Son dualar ediliyor ve uğurlanıyordu yolcu ebedi mekanına... Göz yaşları sel gibi akıyordu gözlerden.. Bırakmam, vermem diyenler oluyordu tabuta sarılarak... Bırakılıyordu kimler ayrılmış, kimler acıyla inlemişti ardından ama bırakmıştı... Şu mezarlıkta kaç kişi yatıyordu. Daha geçen sene boş olan bir çok yer dolmuştu... Mevta kabire indirildi tahtalar dizildi. Hani o, çok duyduğumuz dokuz tahta! Bir gün bizimde üzerimize dizilecek olan tahtalar! Cemaat yavaş yavaş dağılıyordu artık toprak kapatıyordu dünya penceresini... Herkes gitmişti ayrılamam diyenler, vermem diyenler... Hepsi birer birer ayrılmıştı mezarlıktan... Hoca son görevini yapmak için hazırlandı. İçim bir tuhaf oldu birden, korkuyormuydu acaba!

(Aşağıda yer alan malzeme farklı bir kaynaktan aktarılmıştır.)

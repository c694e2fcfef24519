//! Terminal user interface.
//!
//! The start page renders as a category strip plus a widget grid; an
//! expanded category shows its links in a centered overlay panel.
//!
//! # Module Structure
//!
//! - `loop_runner` — main event loop, background task spawning
//! - `input` — keyboard and mouse reduction to dashboard transitions
//! - `render` — frame rendering
//!
//! All store IO is spawned here from the tickets and write requests the
//! dashboard returns; the dashboard itself stays synchronous. Pointer
//! geometry (which row was clicked, whether a click landed outside the
//! open panel) is resolved here too — the dashboard only ever sees the
//! resulting transition.

mod input;
mod loop_runner;
mod render;

pub use loop_runner::{run, Action};
//! Keyboard and mouse input reduction.
//!
//! Translates terminal events into dashboard transitions. Pointer
//! geometry lives here: which category row a click landed on, how many
//! rows a drag travelled, and whether a click fell outside the open
//! panel (which reduces to the panel's `Closed` transition).

use anyhow::Result;
use crossterm::event::{KeyCode, KeyEvent, KeyModifiers, MouseButton, MouseEvent, MouseEventKind};
use ratatui::layout::Rect;
use tokio::sync::mpsc;

use crate::app::{AppEvent, Dashboard, Expansion, Focus, ToggleOutcome};
use crate::links::ROW_HEIGHT;
use crate::store::DocumentStore;
use crate::util::validate_link_url;
use crate::widgets::Bookmark;

use super::loop_runner::{
    spawn_bookmark_add, spawn_bookmark_remove, spawn_categories_reload, spawn_links_fetch,
    spawn_note_delete, spawn_note_save, spawn_order_write, Action,
};

/// Characters routed to the calculator when it has focus.
const CALC_KEYS: &str = "0123456789.+-*/=cC";

/// Text-entry modes that capture keystrokes before normal dispatch.
#[derive(Debug, Clone, Copy, PartialEq, Eq)]
pub enum InputMode {
    Normal,
    /// Typing a note (new or edit) into the notepad draft.
    NoteDraft,
    /// Typing the name of a new quick bookmark.
    BookmarkName,
    /// Typing the URL of a new quick bookmark.
    BookmarkUrl,
}

/// UI-layer state: input mode, in-progress drag, and the layout rects
/// the renderer produced last frame (used to resolve pointer events).
pub struct UiState {
    pub input_mode: InputMode,
    /// Category index and terminal row where a left-button press
    /// started, for click/drag resolution on release.
    pub drag_origin: Option<(usize, u16)>,
    pub category_area: Rect,
    /// Set while the link panel overlay is visible.
    pub panel_area: Option<Rect>,
    pub bookmark_name: String,
    pub bookmark_url: String,
}

pub fn handle_key<S: DocumentStore>(
    app: &mut Dashboard,
    ui: &mut UiState,
    key: KeyEvent,
    store: &S,
    user_id: &str,
    event_tx: &mpsc::Sender<AppEvent>,
) -> Result<Action> {
    match ui.input_mode {
        InputMode::Normal => handle_normal_key(app, ui, key, store, user_id, event_tx),
        InputMode::NoteDraft => {
            handle_note_draft_key(app, ui, key, store, user_id, event_tx);
            Ok(Action::Continue)
        }
        InputMode::BookmarkName | InputMode::BookmarkUrl => {
            handle_bookmark_form_key(app, ui, key, store, user_id, event_tx);
            Ok(Action::Continue)
        }
    }
}

fn handle_normal_key<S: DocumentStore>(
    app: &mut Dashboard,
    ui: &mut UiState,
    key: KeyEvent,
    store: &S,
    user_id: &str,
    event_tx: &mpsc::Sender<AppEvent>,
) -> Result<Action> {
    // Calculator keys win while the calculator has focus, so digits and
    // operators are never swallowed by global bindings.
    if app.focus == Focus::Calculator {
        if let KeyCode::Char(c) = key.code {
            if CALC_KEYS.contains(c) {
                app.calculator.press(c);
                return Ok(Action::Continue);
            }
        }
        if key.code == KeyCode::Backspace {
            app.calculator.backspace();
            return Ok(Action::Continue);
        }
        if key.code == KeyCode::Enter {
            app.calculator.press('=');
            return Ok(Action::Continue);
        }
    }

    match key.code {
        KeyCode::Char('q') => return Ok(Action::Quit),
        KeyCode::Tab => app.cycle_focus(),
        KeyCode::Esc => app.close_panel(),

        KeyCode::Char('t') => {
            let name = app.cycle_theme();
            app.set_status(format!("Theme: {}", name));
        }
        KeyCode::Char('r') => {
            spawn_categories_reload(store, event_tx);
            app.set_status("Reloading categories...");
        }
        KeyCode::Char('L') => app.toggle_locked(),

        KeyCode::Up if key.modifiers.contains(KeyModifiers::SHIFT) => {
            move_selected_category(app, store, event_tx, -1);
        }
        KeyCode::Down if key.modifiers.contains(KeyModifiers::SHIFT) => {
            move_selected_category(app, store, event_tx, 1);
        }

        KeyCode::Up | KeyCode::Char('k') => app.nav_up(),
        KeyCode::Down | KeyCode::Char('j') => app.nav_down(),

        KeyCode::Left | KeyCode::Char('h') if app.focus == Focus::Calendar => {
            app.calendar.prev_month();
        }
        KeyCode::Right | KeyCode::Char('l') if app.focus == Focus::Calendar => {
            app.calendar.next_month();
        }

        KeyCode::Enter | KeyCode::Char(' ') if app.focus == Focus::Categories => {
            match app.expansion {
                Expansion::Open(_) => open_selected_link(app),
                Expansion::Closed => {
                    toggle_and_fetch(app, ui, app.selected_category, store, event_tx);
                }
            }
        }
        KeyCode::Char('o') if app.focus == Focus::Categories => open_selected_link(app),

        KeyCode::Enter | KeyCode::Char('o') if app.focus == Focus::Bookmarks => {
            if let Some(bookmark) = app.bookmarks.selected_bookmark() {
                open_in_browser(app, &bookmark.url);
            }
        }
        KeyCode::Char('s') if app.focus == Focus::Bookmarks => app.bookmarks.cycle_shelf(),
        KeyCode::Char('a') if app.focus == Focus::Bookmarks => {
            ui.bookmark_name.clear();
            ui.bookmark_url.clear();
            ui.input_mode = InputMode::BookmarkName;
        }
        KeyCode::Char('d') if app.focus == Focus::Bookmarks => {
            match app.bookmarks.selected_bookmark().and_then(|b| b.id) {
                Some(id) => {
                    spawn_bookmark_remove(store, user_id, app.bookmarks.shelf(), id, event_tx);
                }
                None => app.set_status("Built-in bookmarks cannot be deleted."),
            }
        }

        KeyCode::Char('n') if app.focus == Focus::Notepad => {
            app.notepad.cancel_edit();
            ui.input_mode = InputMode::NoteDraft;
        }
        KeyCode::Enter | KeyCode::Char('e') if app.focus == Focus::Notepad => {
            app.notepad.begin_edit();
            if app.notepad.editing.is_some() {
                ui.input_mode = InputMode::NoteDraft;
            }
        }
        KeyCode::Char('d') if app.focus == Focus::Notepad => {
            if let Some(note) = app.notepad.selected_note() {
                spawn_note_delete(store, user_id, note.id.clone(), event_tx);
            }
        }
        KeyCode::Char('u') if app.focus == Focus::Notepad => {
            match app.notepad.undo_candidate() {
                Some(text) => {
                    spawn_note_save(store, user_id, text.to_string(), None, event_tx);
                    app.set_status("Restoring deleted note...");
                }
                None => app.set_status("Nothing to undo."),
            }
        }

        _ => {}
    }

    Ok(Action::Continue)
}

fn handle_note_draft_key<S: DocumentStore>(
    app: &mut Dashboard,
    ui: &mut UiState,
    key: KeyEvent,
    store: &S,
    user_id: &str,
    event_tx: &mpsc::Sender<AppEvent>,
) {
    match key.code {
        KeyCode::Esc => {
            app.notepad.cancel_edit();
            ui.input_mode = InputMode::Normal;
        }
        KeyCode::Enter => {
            let text = app.notepad.draft.clone();
            if text.trim().is_empty() {
                app.set_status("Note is empty.");
            } else {
                let editing = app.notepad.editing_id().map(str::to_owned);
                spawn_note_save(store, user_id, text, editing, event_tx);
            }
            ui.input_mode = InputMode::Normal;
        }
        KeyCode::Backspace => {
            app.notepad.draft.pop();
        }
        KeyCode::Char(c) => app.notepad.draft.push(c),
        _ => {}
    }
}

fn handle_bookmark_form_key<S: DocumentStore>(
    app: &mut Dashboard,
    ui: &mut UiState,
    key: KeyEvent,
    store: &S,
    user_id: &str,
    event_tx: &mpsc::Sender<AppEvent>,
) {
    let field = match ui.input_mode {
        InputMode::BookmarkName => &mut ui.bookmark_name,
        _ => &mut ui.bookmark_url,
    };

    match key.code {
        KeyCode::Esc => {
            ui.bookmark_name.clear();
            ui.bookmark_url.clear();
            ui.input_mode = InputMode::Normal;
        }
        KeyCode::Backspace => {
            field.pop();
        }
        KeyCode::Char(c) => field.push(c),
        KeyCode::Enter => match ui.input_mode {
            InputMode::BookmarkName => ui.input_mode = InputMode::BookmarkUrl,
            _ => {
                let shelf = app.bookmarks.shelf();
                match Bookmark::payload(&ui.bookmark_name, &ui.bookmark_url, shelf) {
                    Some(payload) => {
                        spawn_bookmark_add(
                            store,
                            user_id,
                            shelf,
                            ui.bookmark_name.clone(),
                            ui.bookmark_url.clone(),
                            payload,
                            event_tx,
                        );
                        ui.bookmark_name.clear();
                        ui.bookmark_url.clear();
                        ui.input_mode = InputMode::Normal;
                    }
                    None => app.set_status("Name and URL are required."),
                }
            }
        },
        _ => {}
    }
}

pub fn handle_mouse<S: DocumentStore>(
    app: &mut Dashboard,
    ui: &mut UiState,
    mouse: MouseEvent,
    store: &S,
    event_tx: &mpsc::Sender<AppEvent>,
) {
    match mouse.kind {
        MouseEventKind::Down(MouseButton::Left) => {
            // A press outside the open panel dismisses it; the press is
            // consumed by the dismissal.
            if let Some(panel) = ui.panel_area {
                if !contains(panel, mouse.column, mouse.row) {
                    app.close_panel();
                }
                return;
            }

            if let Some(index) = category_row_at(ui, app, mouse.column, mouse.row) {
                ui.drag_origin = Some((index, mouse.row));
            }
        }
        MouseEventKind::Up(MouseButton::Left) => {
            let Some((index, start_row)) = ui.drag_origin.take() else {
                return;
            };
            if mouse.row == start_row {
                // No vertical movement: a plain click toggles the panel
                toggle_and_fetch(app, ui, index, store, event_tx);
            } else if !app.locked {
                let displacement = (mouse.row as f32 - start_row as f32) * ROW_HEIGHT;
                if let Some(write) = app.drag_category(index, displacement) {
                    spawn_order_write(store, write, event_tx);
                }
            }
        }
        _ => {}
    }
}

/// Map a pointer position to a category row, if it lands inside the
/// category list's interior.
fn category_row_at(ui: &UiState, app: &Dashboard, column: u16, row: u16) -> Option<usize> {
    let area = ui.category_area;
    let interior_top = area.y.checked_add(1)?;
    if !contains(area, column, row) || row < interior_top {
        return None;
    }
    let index = (row - interior_top) as usize;
    (index < app.categories.len()).then_some(index)
}

fn contains(rect: Rect, column: u16, row: u16) -> bool {
    column >= rect.x
        && column < rect.x.saturating_add(rect.width)
        && row >= rect.y
        && row < rect.y.saturating_add(rect.height)
}

/// Toggle a category and run the fetch if the panel needs one.
fn toggle_and_fetch<S: DocumentStore>(
    app: &mut Dashboard,
    ui: &mut UiState,
    index: usize,
    store: &S,
    event_tx: &mpsc::Sender<AppEvent>,
) {
    match app.toggle_category(index) {
        Some(ToggleOutcome::Fetch(ticket)) => spawn_links_fetch(store, ticket, event_tx),
        Some(_) => {}
        None => {}
    }
    if app.expansion == Expansion::Closed {
        ui.panel_area = None;
    }
}

fn open_selected_link(app: &mut Dashboard) {
    let url = app.selected_link().map(|link| link.url.to_string());
    if let Some(url) = url {
        open_in_browser(app, &url);
    }
}

/// Hand a URL to the system browser, after a structural check so a
/// malformed stored link cannot be passed to the OS opener.
fn open_in_browser(app: &mut Dashboard, url: &str) {
    match validate_link_url(url) {
        Ok(_) => {
            if let Err(e) = open::that(url) {
                tracing::warn!(url = %url, error = %e, "Failed to open browser");
                app.set_status("Failed to open browser.");
            }
        }
        Err(e) => {
            tracing::debug!(url = %url, error = %e, "Refusing to open malformed URL");
            app.set_status("Bookmark URL is malformed.");
        }
    }
}

/// Keyboard reorder: move the selected category one row up or down
/// through the same displacement path the mouse uses.
fn move_selected_category<S: DocumentStore>(
    app: &mut Dashboard,
    store: &S,
    event_tx: &mpsc::Sender<AppEvent>,
    delta: i64,
) {
    if app.focus != Focus::Categories || app.expansion != Expansion::Closed {
        return;
    }
    let target = app.selected_category as i64 + delta;
    if target < 0 || target as usize >= app.categories.len() {
        return;
    }
    let displacement = target as f32 * ROW_HEIGHT;
    if let Some(write) = app.drag_selected(displacement) {
        spawn_order_write(store, write, event_tx);
    }
}
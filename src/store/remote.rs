use std::sync::Arc;
use std::time::Duration;

use secrecy::{ExposeSecret, SecretString};
use serde_json::Value;

use super::{Document, DocumentStore, StoreError};

/// Default request timeout for store calls. There is no retry layer on
/// top of this; failed calls surface to the caller immediately.
const REQUEST_TIMEOUT: Duration = Duration::from_secs(30);

/// Client for the hosted JSON document API.
///
/// Wire format:
///
/// - `GET {base}/{collection}` → `[{"id": "...", "data": {...}}, ...]`
/// - `GET {base}/{collection}?field=F&equals=V` → same shape, filtered
/// - `PUT {base}/{path}?merge=BOOL` with the document payload as body
/// - `POST {base}/{collection}` → `{"id": "..."}`
/// - `PATCH {base}/{collection}/{id}` with the replacement payload
/// - `DELETE {base}/{collection}/{id}`
///
/// The API key, when configured, is sent as a bearer token and held in
/// a [`SecretString`] so it never appears in debug output.
#[derive(Clone, Debug)]
pub struct RemoteStore {
    client: reqwest::Client,
    base: Arc<str>,
    api_key: Option<Arc<SecretString>>,
}

impl RemoteStore {
    /// Build a store client for the given base URL.
    ///
    /// HTTPS is required so the bearer key is never sent in the clear;
    /// plain HTTP is allowed only for localhost (mock servers in tests).
    pub fn new(base_url: &str, api_key: Option<SecretString>) -> Result<Self, StoreError> {
        if !base_url.starts_with("https://") {
            let is_localhost = base_url.starts_with("http://127.0.0.1")
                || base_url.starts_with("http://localhost");
            if !is_localhost {
                tracing::error!(base_url = %base_url, "Rejecting non-HTTPS store base URL");
                return Err(StoreError::InsecureBaseUrl);
            }
            tracing::warn!(base_url = %base_url, "Using non-HTTPS store base URL (localhost only)");
        }

        let client = reqwest::Client::builder()
            .timeout(REQUEST_TIMEOUT)
            .build()?;

        Ok(Self {
            client,
            base: Arc::from(base_url.trim_end_matches('/')),
            api_key: api_key.map(Arc::new),
        })
    }

    fn request(&self, method: reqwest::Method, path: &str) -> reqwest::RequestBuilder {
        let mut req = self.client.request(method, format!("{}/{}", self.base, path));
        if let Some(key) = &self.api_key {
            req = req.header("authorization", format!("Bearer {}", key.expose_secret()));
        }
        req
    }

    async fn send(&self, req: reqwest::RequestBuilder) -> Result<String, StoreError> {
        let resp = req.send().await?;
        let status = resp.status();
        if !status.is_success() {
            tracing::debug!(status = status.as_u16(), "Store request failed");
            return Err(StoreError::HttpStatus(status.as_u16()));
        }
        Ok(resp.text().await?)
    }

    fn decode_documents(body: &str) -> Result<Vec<Document>, StoreError> {
        #[derive(serde::Deserialize)]
        struct Wire {
            id: String,
            data: Value,
        }
        let wire: Vec<Wire> = serde_json::from_str(body)?;
        Ok(wire
            .into_iter()
            .map(|w| Document::new(w.id, w.data))
            .collect())
    }
}

impl DocumentStore for RemoteStore {
    async fn get_all(&self, collection: &str) -> Result<Vec<Document>, StoreError> {
        let body = self
            .send(self.request(reqwest::Method::GET, collection))
            .await?;
        Self::decode_documents(&body)
    }

    async fn query(
        &self,
        collection: &str,
        field: &str,
        value: &str,
    ) -> Result<Vec<Document>, StoreError> {
        let req = self
            .request(reqwest::Method::GET, collection)
            .query(&[("field", field), ("equals", value)]);
        let body = self.send(req).await?;
        Self::decode_documents(&body)
    }

    async fn set_document(&self, path: &str, data: Value, merge: bool) -> Result<(), StoreError> {
        let req = self
            .request(reqwest::Method::PUT, path)
            .query(&[("merge", if merge { "true" } else { "false" })])
            .header("content-type", "application/json")
            .body(data.to_string());
        self.send(req).await?;
        Ok(())
    }

    async fn add_document(&self, collection: &str, data: Value) -> Result<String, StoreError> {
        let req = self
            .request(reqwest::Method::POST, collection)
            .header("content-type", "application/json")
            .body(data.to_string());
        let body = self.send(req).await?;

        #[derive(serde::Deserialize)]
        struct Created {
            id: String,
        }
        let created: Created = serde_json::from_str(&body)?;
        Ok(created.id)
    }

    async fn update_document(
        &self,
        collection: &str,
        id: &str,
        data: Value,
    ) -> Result<(), StoreError> {
        let req = self
            .request(reqwest::Method::PATCH, &format!("{collection}/{id}"))
            .header("content-type", "application/json")
            .body(data.to_string());
        match self.send(req).await {
            Ok(_) => Ok(()),
            Err(StoreError::HttpStatus(404)) => {
                Err(StoreError::NotFound(format!("{collection}/{id}")))
            }
            Err(e) => Err(e),
        }
    }

    async fn delete_document(&self, collection: &str, id: &str) -> Result<(), StoreError> {
        let req = self.request(reqwest::Method::DELETE, &format!("{collection}/{id}"));
        match self.send(req).await {
            Ok(_) => Ok(()),
            Err(StoreError::HttpStatus(404)) => {
                Err(StoreError::NotFound(format!("{collection}/{id}")))
            }
            Err(e) => Err(e),
        }
    }
}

Onu gördüm birden.. Kaldırımda oturup ağlayan kadındı ... Bir kabirin yanıbaşında ağlamaya devam ediyordu... Yanına gittim, selam verdim... Başını kaldırıp boş boş baktı. Kimin mezarı olduğunu sordum ’ Kızım ’ dedi. ’ geçen ay kaybettik’ ’Allah rahmet eylesin ama siz çok ıslandınız hasta olacaksınız. Hadi kalkıp evinize gidin.. Bu haliniz onu daha çok üzüyordur..’ Uzunca bir süre sessizce bana baktı ve’ Tamam ’ dedi ’ ama senden bir şey isteyeceğim’ ’Tabi yapabilceğim bir şeyse yaparım’ dedim... Ayağa kalktı geldi elimi tuttu ve avucuma bir şey koyup kızının kabrini işaret ederek; ’ Yavruma selam söyle , bunuda ona ver olur mu?’dedi
Ne! Nasıl !
Aysel Bahram
YORUMLAR
Bu yaratıcılığınızı hayata tutunma ve yardıma muhtaç olan insanlara, küçücük bir umut olsa dahi, yardım edebilmek adına kullansanız nasıl olur diyorum? Kaçınılmaz sondan kaçmanın mümkün olmadığını herkes biliyor zaten... Yine herkesin bildiği veya bilmesi gerektiği de şu ki yaşamadan kazanmak yoktur. Öyleyse!
Gül Şehri
Öyleyse! Öyleyse yaşamak ve kazanmak lazım... Yorumunuzu düşündüm belkide siz haklısınız... Hayata dair umudu yazmak çok daha güzel olur... İnşallah...Teşekkür ederim
Çok anlamlı, çok düşündürücü bir yazı. Hep ertelenerek sürdürülen yaşamlarda acaba iki saat sonra öleceğimizi bilsek o iki saate neler sığdırmaya çalışılmaz ki. Hal böyle iken neyi niçin erteleriz.Anlaşılmaz. Bir nefes alıp verimi kadar yakınken son veda, neleri bekleriz ki...
Evet; NE! NASIL!...
Beğeni ve düşünerek okudum.
Kutluyor, saygılarımı sunuyorum.Değerli Yazar.